=== WHAT NEEDS TO BE DONE ===
Quote exactly the lines spanning from the top of the data below to the line that contains "let _ = sock.set_reuse_address(true);", including both.

=== Stored data entries ===
——
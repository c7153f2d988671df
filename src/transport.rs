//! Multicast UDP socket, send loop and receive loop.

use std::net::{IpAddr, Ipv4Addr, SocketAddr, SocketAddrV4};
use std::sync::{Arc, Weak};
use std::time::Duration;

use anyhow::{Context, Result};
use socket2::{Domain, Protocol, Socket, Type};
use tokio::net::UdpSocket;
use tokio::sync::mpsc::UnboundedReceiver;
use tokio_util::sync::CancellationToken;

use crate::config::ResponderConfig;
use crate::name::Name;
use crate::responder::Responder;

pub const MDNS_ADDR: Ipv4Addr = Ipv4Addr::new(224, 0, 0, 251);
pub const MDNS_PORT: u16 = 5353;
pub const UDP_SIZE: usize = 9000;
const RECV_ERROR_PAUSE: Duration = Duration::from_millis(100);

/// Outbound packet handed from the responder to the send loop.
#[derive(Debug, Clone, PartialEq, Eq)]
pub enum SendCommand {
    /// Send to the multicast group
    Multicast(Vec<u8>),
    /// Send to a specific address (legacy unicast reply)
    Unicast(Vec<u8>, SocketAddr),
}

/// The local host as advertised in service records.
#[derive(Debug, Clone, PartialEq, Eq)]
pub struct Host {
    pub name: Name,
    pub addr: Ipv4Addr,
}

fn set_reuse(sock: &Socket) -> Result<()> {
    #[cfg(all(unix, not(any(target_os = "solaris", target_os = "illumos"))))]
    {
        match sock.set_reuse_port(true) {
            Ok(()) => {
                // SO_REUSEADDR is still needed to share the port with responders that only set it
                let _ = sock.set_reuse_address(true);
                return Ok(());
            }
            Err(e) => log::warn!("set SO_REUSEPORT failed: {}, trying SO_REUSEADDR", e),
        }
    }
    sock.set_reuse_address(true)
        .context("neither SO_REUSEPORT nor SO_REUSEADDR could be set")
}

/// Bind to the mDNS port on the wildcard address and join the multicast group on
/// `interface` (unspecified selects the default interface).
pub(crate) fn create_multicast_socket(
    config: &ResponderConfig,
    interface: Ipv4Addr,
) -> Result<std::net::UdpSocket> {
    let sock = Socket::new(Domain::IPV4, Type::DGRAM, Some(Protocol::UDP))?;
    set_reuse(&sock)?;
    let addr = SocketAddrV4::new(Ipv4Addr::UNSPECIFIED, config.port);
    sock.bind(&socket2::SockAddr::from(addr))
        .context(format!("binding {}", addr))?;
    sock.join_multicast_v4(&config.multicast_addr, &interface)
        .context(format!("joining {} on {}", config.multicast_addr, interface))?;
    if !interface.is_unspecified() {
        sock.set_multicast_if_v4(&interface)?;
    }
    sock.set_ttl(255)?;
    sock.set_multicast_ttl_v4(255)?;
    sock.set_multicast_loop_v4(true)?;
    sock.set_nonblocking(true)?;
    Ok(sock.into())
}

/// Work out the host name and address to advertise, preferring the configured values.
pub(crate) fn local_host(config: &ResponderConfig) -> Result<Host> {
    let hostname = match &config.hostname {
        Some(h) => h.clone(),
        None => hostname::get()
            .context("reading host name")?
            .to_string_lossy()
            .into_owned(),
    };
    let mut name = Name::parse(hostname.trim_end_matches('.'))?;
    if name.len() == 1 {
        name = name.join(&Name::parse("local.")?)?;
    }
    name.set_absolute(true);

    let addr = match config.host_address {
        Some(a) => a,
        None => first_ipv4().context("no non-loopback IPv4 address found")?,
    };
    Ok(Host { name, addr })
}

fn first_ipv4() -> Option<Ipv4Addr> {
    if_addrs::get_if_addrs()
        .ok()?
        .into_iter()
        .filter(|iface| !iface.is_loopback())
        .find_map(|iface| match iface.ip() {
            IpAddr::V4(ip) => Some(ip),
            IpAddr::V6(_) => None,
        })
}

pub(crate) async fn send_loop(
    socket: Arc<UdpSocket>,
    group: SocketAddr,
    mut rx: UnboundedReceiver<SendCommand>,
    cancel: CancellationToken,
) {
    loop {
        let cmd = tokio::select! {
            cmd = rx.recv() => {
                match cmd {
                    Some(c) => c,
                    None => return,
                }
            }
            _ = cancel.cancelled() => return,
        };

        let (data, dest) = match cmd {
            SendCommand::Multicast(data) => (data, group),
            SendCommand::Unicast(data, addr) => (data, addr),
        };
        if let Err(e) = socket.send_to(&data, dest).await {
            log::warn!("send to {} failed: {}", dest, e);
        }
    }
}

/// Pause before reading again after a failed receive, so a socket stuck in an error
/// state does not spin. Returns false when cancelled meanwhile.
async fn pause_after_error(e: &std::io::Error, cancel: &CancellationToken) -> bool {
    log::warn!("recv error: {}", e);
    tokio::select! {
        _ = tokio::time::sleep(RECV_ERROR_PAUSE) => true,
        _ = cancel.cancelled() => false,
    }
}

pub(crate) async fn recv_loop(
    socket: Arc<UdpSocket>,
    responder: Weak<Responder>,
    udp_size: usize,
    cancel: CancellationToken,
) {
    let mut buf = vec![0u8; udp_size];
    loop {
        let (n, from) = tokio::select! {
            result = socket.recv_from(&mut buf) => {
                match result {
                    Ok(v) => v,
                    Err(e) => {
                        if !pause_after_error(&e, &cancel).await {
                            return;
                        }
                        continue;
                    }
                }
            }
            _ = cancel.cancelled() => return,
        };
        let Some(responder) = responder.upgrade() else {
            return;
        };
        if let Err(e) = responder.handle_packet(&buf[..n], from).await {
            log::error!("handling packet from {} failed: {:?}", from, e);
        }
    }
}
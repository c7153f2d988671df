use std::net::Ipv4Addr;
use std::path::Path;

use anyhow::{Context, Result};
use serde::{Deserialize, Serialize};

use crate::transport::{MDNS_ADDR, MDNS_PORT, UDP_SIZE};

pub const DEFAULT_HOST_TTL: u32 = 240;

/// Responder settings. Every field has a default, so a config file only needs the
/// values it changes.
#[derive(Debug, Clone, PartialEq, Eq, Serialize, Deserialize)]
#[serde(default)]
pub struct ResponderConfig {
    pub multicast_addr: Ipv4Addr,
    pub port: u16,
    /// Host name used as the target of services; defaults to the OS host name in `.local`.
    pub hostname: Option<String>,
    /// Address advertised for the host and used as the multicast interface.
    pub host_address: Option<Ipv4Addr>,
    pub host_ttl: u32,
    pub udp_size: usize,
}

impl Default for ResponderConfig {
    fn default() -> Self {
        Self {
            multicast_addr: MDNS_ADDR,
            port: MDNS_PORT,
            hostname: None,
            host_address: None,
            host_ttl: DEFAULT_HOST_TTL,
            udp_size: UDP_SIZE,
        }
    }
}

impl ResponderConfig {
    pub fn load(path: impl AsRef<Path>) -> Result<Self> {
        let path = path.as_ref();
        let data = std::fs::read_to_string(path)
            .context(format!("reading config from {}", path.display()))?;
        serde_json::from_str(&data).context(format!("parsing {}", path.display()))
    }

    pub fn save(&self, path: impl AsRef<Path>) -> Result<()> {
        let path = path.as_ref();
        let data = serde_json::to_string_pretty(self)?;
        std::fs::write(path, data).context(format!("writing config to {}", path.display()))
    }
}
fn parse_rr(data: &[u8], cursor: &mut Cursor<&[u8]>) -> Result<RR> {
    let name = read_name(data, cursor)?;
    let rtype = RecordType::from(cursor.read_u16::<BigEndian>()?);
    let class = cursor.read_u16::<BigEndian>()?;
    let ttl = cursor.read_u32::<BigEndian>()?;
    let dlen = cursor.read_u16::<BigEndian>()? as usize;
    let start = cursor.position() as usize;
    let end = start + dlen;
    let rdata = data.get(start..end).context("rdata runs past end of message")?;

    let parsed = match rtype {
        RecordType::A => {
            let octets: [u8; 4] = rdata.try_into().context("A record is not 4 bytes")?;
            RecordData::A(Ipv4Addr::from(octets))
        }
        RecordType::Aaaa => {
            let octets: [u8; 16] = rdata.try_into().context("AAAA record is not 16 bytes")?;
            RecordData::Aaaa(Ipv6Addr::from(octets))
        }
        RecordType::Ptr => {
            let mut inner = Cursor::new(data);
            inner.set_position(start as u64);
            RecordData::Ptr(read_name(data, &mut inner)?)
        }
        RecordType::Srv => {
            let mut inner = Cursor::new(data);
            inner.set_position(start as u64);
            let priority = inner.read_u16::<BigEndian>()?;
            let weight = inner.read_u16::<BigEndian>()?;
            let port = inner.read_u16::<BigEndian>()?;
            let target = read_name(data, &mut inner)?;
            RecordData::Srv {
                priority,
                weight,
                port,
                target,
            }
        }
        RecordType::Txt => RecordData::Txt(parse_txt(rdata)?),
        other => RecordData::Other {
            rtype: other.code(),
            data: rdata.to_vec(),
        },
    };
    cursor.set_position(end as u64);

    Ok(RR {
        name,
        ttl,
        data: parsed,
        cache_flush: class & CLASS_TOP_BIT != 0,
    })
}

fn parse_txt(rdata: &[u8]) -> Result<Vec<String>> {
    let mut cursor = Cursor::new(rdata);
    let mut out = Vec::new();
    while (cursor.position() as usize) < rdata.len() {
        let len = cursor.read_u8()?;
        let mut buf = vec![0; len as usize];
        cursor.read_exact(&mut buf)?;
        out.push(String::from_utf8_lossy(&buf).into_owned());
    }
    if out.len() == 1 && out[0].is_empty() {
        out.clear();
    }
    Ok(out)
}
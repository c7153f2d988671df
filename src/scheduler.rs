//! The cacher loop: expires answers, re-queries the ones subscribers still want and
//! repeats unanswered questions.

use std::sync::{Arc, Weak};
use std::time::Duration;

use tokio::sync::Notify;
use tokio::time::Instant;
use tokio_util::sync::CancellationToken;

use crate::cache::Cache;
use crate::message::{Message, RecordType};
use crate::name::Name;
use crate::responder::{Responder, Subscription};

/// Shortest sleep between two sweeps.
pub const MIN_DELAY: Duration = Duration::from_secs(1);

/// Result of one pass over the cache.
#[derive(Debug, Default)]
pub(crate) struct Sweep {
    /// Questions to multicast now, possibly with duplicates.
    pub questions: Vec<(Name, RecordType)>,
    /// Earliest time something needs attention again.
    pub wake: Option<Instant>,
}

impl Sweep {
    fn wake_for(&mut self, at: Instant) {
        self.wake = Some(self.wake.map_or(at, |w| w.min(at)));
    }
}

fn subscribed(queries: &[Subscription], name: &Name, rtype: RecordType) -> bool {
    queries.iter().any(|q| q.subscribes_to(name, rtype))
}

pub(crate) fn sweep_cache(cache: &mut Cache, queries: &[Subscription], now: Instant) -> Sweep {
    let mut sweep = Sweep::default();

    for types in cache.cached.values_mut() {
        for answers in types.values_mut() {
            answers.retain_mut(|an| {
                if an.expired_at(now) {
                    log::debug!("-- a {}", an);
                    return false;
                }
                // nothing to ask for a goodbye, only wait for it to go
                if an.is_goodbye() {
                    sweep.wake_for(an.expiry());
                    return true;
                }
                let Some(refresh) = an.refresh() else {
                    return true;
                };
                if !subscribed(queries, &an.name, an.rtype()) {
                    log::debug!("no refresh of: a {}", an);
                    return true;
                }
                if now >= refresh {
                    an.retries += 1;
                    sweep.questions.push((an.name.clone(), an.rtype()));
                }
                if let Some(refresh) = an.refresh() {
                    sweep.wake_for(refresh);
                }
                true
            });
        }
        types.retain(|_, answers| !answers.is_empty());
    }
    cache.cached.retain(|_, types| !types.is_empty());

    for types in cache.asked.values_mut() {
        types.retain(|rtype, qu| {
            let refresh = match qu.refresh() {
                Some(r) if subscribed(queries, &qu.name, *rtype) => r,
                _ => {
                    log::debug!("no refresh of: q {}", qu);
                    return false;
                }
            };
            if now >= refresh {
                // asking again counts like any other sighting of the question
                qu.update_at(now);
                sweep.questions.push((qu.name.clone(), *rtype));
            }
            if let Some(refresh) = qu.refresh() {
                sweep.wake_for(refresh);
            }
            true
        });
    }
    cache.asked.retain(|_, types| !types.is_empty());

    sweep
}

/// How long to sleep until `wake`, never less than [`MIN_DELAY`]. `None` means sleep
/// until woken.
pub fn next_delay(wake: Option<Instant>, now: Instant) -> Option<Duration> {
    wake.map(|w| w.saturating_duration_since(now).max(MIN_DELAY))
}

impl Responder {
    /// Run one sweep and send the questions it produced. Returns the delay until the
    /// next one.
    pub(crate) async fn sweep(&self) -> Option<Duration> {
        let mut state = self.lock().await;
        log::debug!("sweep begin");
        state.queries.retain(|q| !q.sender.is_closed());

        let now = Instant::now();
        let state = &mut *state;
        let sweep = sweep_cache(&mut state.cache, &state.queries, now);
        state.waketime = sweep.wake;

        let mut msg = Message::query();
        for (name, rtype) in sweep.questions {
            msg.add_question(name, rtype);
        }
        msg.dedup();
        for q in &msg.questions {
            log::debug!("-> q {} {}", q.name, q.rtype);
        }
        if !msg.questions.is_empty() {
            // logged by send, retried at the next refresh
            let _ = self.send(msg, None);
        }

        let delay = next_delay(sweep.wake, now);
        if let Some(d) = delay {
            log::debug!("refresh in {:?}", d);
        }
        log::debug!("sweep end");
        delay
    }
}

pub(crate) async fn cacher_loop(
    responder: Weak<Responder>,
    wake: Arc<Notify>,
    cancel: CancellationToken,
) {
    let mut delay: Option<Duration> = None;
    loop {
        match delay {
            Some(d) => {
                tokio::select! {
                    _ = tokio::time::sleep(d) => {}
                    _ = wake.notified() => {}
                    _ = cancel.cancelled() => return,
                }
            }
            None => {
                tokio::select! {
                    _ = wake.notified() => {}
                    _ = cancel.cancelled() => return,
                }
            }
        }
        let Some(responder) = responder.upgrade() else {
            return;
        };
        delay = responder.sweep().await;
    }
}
——
=== EXERCISE ANSWER ===
repository c7153f2d988671df
filename src/transport.rs
//! Multicast UDP socket, send loop and receive loop.

use std::net::{IpAddr, Ipv4Addr, SocketAddr, SocketAddrV4};
use std::sync::{Arc, Weak};
use std::time::Duration;

use anyhow::{Context, Result};
use socket2::{Domain, Protocol, Socket, Type};
use tokio::net::UdpSocket;
use tokio::sync::mpsc::UnboundedReceiver;
use tokio_util::sync::CancellationToken;

use crate::config::ResponderConfig;
use crate::name::Name;
use crate::responder::Responder;

pub const MDNS_ADDR: Ipv4Addr = Ipv4Addr::new(224, 0, 0, 251);
pub const MDNS_PORT: u16 = 5353;
pub const UDP_SIZE: usize = 9000;
const RECV_ERROR_PAUSE: Duration = Duration::from_millis(100);

/// Outbound packet handed from the responder to the send loop.
#[derive(Debug, Clone, PartialEq, Eq)]
pub enum SendCommand {
    /// Send to the multicast group
    Multicast(Vec<u8>),
    /// Send to a specific address (legacy unicast reply)
    Unicast(Vec<u8>, SocketAddr),
}

/// The local host as advertised in service records.
#[derive(Debug, Clone, PartialEq, Eq)]
pub struct Host {
    pub name: Name,
    pub addr: Ipv4Addr,
}

fn set_reuse(sock: &Socket) -> Result<()> {
    #[cfg(all(unix, not(any(target_os = "solaris", target_os = "illumos"))))]
    {
        match sock.set_reuse_port(true) {
            Ok(()) => {
                // SO_REUSEADDR is still needed to share the port with responders that only set it
                let _ = sock.set_reuse_address(true);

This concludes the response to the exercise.